ACTIVITY: Transcribe the stretch of entries below from the line with "const MODULE_MASK: u32 = 0xff;" through the line with "pub const fn element(module_idx: usize, element_idx: usize)", exactly and with both ends included; leave out all other lines.

RECORDS FOR PROCESSING:

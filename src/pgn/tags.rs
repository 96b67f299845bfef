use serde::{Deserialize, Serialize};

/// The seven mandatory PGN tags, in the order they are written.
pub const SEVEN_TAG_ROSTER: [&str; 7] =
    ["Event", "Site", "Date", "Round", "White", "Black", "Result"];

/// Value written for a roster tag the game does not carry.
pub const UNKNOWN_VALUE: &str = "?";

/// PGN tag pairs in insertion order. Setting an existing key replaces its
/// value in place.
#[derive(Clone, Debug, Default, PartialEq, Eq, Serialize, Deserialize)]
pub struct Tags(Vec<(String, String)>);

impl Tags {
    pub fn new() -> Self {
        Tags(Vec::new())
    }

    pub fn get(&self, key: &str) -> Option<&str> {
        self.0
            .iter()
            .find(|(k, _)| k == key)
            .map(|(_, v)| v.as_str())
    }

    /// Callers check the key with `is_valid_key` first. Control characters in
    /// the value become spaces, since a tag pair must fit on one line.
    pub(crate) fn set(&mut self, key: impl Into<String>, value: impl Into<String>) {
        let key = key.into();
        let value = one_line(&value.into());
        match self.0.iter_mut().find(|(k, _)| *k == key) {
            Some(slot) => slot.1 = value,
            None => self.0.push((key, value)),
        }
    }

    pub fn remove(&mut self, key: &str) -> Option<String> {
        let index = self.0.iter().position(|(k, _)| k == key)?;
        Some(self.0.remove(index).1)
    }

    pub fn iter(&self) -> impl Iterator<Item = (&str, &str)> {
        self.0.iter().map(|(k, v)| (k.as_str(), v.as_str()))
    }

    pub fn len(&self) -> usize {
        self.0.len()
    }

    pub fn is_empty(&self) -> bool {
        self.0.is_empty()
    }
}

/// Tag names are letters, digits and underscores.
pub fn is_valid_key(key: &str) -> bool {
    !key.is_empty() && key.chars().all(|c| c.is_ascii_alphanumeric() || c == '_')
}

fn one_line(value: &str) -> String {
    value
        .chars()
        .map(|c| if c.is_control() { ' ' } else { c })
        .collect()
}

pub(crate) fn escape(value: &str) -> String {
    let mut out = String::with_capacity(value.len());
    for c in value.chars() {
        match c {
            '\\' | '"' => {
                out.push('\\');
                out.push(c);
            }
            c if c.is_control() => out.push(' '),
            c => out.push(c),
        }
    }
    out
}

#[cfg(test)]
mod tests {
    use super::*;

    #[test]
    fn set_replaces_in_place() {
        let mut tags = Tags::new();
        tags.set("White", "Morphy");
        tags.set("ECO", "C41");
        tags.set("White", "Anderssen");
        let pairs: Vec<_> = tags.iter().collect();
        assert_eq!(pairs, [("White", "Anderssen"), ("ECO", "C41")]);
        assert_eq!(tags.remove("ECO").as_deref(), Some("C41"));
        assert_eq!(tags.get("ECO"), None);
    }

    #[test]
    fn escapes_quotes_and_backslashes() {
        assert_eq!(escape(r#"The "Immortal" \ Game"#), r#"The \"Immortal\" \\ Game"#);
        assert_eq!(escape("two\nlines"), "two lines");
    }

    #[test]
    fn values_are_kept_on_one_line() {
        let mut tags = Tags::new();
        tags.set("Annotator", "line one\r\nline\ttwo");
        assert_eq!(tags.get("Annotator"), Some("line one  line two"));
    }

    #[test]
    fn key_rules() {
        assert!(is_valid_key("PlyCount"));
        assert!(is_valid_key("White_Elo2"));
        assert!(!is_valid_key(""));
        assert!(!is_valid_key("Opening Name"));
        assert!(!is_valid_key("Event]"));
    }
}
* * *
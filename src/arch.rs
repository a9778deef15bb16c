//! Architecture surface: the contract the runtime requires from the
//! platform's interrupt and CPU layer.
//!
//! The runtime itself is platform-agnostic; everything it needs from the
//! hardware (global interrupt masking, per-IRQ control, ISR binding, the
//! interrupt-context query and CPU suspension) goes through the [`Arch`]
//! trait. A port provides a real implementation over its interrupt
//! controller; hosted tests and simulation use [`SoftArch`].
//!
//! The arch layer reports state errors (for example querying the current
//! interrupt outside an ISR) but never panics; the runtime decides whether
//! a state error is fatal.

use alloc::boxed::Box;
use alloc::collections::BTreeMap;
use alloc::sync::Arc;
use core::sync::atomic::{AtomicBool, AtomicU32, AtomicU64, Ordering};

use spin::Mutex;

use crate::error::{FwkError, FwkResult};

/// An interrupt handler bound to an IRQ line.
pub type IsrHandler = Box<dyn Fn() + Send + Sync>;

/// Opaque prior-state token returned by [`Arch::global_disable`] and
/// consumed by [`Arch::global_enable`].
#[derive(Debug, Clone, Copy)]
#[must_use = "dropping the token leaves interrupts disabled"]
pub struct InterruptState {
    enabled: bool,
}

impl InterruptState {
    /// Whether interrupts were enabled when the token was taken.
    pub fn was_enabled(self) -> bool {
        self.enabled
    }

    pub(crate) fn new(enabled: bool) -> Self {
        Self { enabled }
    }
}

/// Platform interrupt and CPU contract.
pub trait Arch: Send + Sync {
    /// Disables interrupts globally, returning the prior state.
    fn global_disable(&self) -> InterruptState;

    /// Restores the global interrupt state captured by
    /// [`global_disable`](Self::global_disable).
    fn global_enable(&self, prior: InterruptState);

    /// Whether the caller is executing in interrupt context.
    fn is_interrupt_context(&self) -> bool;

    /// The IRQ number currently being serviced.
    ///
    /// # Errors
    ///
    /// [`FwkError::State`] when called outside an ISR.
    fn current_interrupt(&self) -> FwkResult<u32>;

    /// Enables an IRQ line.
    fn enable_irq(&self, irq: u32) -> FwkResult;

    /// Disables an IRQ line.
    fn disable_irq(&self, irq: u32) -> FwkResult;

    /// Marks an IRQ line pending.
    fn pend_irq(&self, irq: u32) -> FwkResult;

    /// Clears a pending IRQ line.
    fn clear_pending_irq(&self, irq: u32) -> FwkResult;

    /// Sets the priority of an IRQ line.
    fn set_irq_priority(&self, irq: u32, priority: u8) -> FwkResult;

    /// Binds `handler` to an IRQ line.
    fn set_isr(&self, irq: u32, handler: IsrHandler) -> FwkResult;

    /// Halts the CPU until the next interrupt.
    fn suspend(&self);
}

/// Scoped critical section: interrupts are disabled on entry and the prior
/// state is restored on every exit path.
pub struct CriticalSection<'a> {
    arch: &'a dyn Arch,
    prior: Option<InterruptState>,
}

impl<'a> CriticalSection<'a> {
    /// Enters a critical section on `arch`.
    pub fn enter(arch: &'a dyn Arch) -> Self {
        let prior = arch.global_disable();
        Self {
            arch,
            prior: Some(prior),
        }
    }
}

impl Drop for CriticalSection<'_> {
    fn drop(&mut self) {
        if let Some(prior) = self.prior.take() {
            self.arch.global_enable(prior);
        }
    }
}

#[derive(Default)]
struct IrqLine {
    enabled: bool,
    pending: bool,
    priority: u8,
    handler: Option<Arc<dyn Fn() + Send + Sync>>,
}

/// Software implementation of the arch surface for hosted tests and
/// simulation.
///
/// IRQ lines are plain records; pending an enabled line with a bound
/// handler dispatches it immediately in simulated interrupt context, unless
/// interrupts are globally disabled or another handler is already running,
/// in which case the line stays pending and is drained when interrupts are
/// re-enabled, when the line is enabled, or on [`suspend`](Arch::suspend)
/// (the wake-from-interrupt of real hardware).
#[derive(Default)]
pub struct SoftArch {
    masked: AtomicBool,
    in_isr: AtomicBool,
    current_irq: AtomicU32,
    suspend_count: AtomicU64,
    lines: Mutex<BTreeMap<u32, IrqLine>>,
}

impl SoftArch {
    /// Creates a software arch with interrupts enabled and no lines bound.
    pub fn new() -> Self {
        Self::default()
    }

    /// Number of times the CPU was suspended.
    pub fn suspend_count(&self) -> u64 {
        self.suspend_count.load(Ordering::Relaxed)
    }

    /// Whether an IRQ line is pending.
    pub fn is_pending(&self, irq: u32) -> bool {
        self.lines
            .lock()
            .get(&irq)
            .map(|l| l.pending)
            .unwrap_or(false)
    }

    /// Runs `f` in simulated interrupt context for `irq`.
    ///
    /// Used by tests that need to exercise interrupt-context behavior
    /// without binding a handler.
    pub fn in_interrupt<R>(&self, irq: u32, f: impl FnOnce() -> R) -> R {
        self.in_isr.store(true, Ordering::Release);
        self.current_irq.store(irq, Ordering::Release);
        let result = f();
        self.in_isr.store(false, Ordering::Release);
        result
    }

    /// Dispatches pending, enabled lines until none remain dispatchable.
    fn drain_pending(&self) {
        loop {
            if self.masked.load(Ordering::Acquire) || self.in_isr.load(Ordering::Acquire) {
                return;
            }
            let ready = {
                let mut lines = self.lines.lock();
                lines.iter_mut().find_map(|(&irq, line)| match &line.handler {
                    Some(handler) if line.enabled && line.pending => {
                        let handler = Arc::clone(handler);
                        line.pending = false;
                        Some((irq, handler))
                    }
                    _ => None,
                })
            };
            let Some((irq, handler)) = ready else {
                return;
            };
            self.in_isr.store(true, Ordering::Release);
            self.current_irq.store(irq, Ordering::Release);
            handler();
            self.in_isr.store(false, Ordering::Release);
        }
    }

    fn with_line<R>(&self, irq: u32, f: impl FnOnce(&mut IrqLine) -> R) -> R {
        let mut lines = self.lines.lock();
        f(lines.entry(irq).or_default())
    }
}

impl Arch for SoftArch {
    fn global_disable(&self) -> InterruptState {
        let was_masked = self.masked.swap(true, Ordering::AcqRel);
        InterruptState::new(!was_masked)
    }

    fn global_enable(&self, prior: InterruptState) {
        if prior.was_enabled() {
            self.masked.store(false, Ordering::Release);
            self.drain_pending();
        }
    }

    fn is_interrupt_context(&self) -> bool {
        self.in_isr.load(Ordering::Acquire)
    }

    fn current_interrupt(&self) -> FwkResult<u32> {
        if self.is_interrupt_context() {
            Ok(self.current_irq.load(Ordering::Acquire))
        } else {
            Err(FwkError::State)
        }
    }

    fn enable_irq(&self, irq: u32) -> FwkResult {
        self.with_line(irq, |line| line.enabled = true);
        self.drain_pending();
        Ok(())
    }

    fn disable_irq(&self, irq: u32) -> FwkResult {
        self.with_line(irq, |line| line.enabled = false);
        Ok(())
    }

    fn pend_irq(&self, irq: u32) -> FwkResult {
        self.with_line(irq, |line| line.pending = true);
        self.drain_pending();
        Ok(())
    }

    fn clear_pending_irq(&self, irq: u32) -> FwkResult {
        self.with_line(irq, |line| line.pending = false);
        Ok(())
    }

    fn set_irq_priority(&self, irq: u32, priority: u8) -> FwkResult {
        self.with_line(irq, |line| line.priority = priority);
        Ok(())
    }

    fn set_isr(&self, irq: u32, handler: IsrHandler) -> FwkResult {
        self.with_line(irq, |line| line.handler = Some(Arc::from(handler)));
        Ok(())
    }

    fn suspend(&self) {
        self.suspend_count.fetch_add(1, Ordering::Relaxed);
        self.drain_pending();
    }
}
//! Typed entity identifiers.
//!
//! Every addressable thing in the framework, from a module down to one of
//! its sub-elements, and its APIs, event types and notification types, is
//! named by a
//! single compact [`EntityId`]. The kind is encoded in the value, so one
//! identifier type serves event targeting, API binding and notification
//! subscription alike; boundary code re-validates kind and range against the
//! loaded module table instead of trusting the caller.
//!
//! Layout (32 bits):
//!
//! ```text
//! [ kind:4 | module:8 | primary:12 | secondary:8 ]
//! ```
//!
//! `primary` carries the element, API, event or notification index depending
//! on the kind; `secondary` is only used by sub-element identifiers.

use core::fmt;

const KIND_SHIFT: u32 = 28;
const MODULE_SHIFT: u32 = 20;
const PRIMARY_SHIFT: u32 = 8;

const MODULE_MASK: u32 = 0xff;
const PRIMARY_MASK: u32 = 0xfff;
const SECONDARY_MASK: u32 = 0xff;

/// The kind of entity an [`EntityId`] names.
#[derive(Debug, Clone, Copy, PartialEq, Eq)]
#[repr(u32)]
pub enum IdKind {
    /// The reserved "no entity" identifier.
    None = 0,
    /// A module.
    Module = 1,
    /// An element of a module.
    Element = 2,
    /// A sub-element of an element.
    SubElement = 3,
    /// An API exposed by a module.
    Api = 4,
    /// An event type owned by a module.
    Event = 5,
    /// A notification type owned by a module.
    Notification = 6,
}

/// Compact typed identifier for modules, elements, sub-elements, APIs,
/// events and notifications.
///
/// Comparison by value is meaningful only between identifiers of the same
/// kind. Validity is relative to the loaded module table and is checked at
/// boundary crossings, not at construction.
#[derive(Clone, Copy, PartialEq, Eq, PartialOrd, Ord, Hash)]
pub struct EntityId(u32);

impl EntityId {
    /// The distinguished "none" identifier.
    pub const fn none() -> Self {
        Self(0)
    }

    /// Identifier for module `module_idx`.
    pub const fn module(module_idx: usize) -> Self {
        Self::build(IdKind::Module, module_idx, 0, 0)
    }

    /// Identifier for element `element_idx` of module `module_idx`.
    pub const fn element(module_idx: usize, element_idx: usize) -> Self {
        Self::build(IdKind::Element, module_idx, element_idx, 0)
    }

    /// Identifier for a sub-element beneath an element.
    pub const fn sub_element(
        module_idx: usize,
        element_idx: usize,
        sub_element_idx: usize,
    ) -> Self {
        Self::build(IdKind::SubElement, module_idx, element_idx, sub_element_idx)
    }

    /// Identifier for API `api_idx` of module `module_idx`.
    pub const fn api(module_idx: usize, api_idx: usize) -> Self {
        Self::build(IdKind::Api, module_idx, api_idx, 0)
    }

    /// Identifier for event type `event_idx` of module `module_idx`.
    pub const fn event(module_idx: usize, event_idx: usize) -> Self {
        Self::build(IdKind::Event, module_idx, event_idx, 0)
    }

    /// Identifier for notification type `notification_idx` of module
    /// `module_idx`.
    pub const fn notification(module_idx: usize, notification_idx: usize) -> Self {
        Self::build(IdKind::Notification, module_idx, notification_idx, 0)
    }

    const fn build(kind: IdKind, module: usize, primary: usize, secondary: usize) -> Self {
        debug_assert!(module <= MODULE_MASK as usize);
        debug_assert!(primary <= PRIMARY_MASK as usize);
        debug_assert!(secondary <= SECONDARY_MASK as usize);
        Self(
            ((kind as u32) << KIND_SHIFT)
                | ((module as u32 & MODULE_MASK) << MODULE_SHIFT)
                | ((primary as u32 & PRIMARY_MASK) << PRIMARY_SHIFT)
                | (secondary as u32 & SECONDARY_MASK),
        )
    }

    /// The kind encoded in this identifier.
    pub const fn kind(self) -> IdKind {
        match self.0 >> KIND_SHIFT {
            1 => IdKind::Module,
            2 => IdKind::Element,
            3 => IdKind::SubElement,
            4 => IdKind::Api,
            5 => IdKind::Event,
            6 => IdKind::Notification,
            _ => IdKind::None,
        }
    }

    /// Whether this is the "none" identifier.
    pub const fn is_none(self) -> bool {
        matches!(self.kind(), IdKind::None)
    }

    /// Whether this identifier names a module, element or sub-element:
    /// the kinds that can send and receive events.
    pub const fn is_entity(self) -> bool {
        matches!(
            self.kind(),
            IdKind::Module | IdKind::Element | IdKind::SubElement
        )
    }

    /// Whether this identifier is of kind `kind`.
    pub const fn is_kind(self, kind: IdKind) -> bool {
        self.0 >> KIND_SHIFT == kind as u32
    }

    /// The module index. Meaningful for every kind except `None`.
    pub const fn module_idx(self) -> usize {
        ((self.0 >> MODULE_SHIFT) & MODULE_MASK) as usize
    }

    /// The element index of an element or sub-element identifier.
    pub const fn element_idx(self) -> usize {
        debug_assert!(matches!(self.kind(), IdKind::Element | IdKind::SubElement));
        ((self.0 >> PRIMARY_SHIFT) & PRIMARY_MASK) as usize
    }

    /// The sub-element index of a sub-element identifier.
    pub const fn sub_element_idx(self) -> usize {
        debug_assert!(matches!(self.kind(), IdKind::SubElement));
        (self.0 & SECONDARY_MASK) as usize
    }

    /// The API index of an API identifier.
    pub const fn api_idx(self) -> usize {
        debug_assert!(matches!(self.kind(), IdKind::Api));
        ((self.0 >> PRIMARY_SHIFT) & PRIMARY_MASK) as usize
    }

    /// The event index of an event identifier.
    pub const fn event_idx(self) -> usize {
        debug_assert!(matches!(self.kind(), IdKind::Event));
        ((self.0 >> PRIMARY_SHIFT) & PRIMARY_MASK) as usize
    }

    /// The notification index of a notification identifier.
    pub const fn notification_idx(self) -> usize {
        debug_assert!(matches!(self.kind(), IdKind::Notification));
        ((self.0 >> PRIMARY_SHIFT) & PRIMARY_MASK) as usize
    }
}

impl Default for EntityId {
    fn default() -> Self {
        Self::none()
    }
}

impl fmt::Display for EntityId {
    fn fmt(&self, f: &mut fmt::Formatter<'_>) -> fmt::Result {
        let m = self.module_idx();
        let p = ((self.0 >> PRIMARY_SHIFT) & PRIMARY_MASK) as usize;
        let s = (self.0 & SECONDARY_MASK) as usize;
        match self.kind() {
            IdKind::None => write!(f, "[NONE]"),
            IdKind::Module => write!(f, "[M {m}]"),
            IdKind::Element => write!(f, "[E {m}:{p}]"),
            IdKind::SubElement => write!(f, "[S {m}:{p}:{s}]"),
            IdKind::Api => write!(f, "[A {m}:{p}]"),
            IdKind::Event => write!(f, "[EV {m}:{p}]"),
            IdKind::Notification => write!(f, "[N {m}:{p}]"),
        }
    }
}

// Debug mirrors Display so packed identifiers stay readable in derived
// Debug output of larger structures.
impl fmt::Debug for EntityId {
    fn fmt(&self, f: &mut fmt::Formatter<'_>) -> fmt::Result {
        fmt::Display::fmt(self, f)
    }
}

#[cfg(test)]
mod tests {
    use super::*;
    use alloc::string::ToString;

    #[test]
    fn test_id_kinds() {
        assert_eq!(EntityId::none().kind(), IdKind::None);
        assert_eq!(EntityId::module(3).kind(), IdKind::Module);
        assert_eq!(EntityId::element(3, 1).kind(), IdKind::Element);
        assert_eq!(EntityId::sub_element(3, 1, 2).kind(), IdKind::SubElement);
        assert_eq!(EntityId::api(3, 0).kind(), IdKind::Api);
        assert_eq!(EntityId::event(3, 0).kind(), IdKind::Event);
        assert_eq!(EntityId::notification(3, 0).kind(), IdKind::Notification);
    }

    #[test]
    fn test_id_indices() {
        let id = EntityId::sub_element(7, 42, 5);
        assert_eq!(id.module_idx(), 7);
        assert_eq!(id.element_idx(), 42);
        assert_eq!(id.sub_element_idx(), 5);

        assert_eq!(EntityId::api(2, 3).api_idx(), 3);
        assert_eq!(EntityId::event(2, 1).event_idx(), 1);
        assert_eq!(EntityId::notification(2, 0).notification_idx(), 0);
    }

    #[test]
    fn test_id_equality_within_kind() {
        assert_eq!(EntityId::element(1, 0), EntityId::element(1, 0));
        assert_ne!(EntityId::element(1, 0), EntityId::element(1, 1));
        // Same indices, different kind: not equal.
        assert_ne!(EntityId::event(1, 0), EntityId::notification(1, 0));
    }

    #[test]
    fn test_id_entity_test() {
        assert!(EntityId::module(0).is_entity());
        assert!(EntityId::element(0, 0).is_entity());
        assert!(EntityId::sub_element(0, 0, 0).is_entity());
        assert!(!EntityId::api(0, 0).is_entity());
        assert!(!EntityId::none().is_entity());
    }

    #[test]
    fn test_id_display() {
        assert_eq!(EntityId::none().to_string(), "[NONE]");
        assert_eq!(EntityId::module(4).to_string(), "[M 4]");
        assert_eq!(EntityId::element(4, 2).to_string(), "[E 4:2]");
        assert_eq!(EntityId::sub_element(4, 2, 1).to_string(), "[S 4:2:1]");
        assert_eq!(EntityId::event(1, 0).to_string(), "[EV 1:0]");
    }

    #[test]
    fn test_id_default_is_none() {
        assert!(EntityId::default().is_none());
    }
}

FINAL ANSWER:
const MODULE_MASK: u32 = 0xff;
const PRIMARY_MASK: u32 = 0xfff;
const SECONDARY_MASK: u32 = 0xff;

/// The kind of entity an [`EntityId`] names.
#[derive(Debug, Clone, Copy, PartialEq, Eq)]
#[repr(u32)]
pub enum IdKind {
    /// The reserved "no entity" identifier.
    None = 0,
    /// A module.
    Module = 1,
    /// An element of a module.
    Element = 2,
    /// A sub-element of an element.
    SubElement = 3,
    /// An API exposed by a module.
    Api = 4,
    /// An event type owned by a module.
    Event = 5,
    /// A notification type owned by a module.
    Notification = 6,
}

/// Compact typed identifier for modules, elements, sub-elements, APIs,
/// events and notifications.
///
/// Comparison by value is meaningful only between identifiers of the same
/// kind. Validity is relative to the loaded module table and is checked at
/// boundary crossings, not at construction.
#[derive(Clone, Copy, PartialEq, Eq, PartialOrd, Ord, Hash)]
pub struct EntityId(u32);

impl EntityId {
    /// The distinguished "none" identifier.
    pub const fn none() -> Self {
        Self(0)
    }

    /// Identifier for module `module_idx`.
    pub const fn module(module_idx: usize) -> Self {
        Self::build(IdKind::Module, module_idx, 0, 0)
    }

    /// Identifier for element `element_idx` of module `module_idx`.
    pub const fn element(module_idx: usize, element_idx: usize) -> Self {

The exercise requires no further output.